*** RAW DATA Section Begins ***

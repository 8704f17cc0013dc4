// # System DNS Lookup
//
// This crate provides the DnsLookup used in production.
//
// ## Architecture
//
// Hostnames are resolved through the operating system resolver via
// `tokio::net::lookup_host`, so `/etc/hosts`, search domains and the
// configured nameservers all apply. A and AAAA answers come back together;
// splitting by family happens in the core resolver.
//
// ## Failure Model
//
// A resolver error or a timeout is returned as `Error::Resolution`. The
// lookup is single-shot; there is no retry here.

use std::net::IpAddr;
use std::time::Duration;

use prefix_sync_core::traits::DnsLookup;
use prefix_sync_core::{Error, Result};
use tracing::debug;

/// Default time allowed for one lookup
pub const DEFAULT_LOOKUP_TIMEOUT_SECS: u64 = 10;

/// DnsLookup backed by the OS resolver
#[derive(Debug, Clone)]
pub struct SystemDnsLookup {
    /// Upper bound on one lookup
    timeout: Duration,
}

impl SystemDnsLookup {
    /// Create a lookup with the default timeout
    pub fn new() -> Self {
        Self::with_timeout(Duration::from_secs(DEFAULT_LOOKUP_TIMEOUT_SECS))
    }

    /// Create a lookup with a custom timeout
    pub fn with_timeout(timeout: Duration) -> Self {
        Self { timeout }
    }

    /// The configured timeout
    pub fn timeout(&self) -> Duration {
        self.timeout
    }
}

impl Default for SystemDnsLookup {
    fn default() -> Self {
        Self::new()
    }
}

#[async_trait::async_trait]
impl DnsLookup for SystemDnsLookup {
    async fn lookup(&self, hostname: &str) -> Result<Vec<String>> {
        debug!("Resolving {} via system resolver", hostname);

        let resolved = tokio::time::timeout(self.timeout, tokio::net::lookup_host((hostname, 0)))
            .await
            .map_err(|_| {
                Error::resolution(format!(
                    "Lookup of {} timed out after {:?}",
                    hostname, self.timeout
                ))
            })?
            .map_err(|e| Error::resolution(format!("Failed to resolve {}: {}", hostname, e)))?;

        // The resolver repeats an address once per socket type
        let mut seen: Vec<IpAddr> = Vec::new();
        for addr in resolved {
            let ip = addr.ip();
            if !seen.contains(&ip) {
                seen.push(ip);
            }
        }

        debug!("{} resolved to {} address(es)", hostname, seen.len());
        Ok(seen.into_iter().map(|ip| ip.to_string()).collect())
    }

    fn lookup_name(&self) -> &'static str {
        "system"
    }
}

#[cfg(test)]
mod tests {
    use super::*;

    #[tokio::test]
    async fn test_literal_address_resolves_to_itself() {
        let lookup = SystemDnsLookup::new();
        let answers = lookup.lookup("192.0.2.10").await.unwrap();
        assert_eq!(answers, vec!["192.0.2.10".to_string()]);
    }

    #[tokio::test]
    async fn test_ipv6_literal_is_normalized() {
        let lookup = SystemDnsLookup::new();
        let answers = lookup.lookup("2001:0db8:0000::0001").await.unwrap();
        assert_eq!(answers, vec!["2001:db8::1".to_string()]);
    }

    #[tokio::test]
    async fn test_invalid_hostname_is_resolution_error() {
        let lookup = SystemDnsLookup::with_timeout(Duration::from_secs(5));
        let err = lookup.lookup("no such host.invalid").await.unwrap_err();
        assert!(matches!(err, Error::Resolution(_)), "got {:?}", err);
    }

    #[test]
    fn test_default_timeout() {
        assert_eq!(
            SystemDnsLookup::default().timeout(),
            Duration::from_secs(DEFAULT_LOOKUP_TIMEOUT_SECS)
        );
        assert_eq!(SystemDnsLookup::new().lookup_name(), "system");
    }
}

*** RAW DATA Section Ends ***

Would you output, from the records above, exactly the run of lines that starts at the line containing "used in production." and ends at the line containing "A resolver error", and only that run?

// This crate provides the DnsLookup used in production.
//
// ## Architecture
//
// Hostnames are resolved through the operating system resolver via
// `tokio::net::lookup_host`, so `/etc/hosts`, search domains and the
// configured nameservers all apply. A and AAAA answers come back together;
// splitting by family happens in the core resolver.
//
// ## Failure Model
//
// A resolver error or a timeout is returned as `Error::Resolution`. The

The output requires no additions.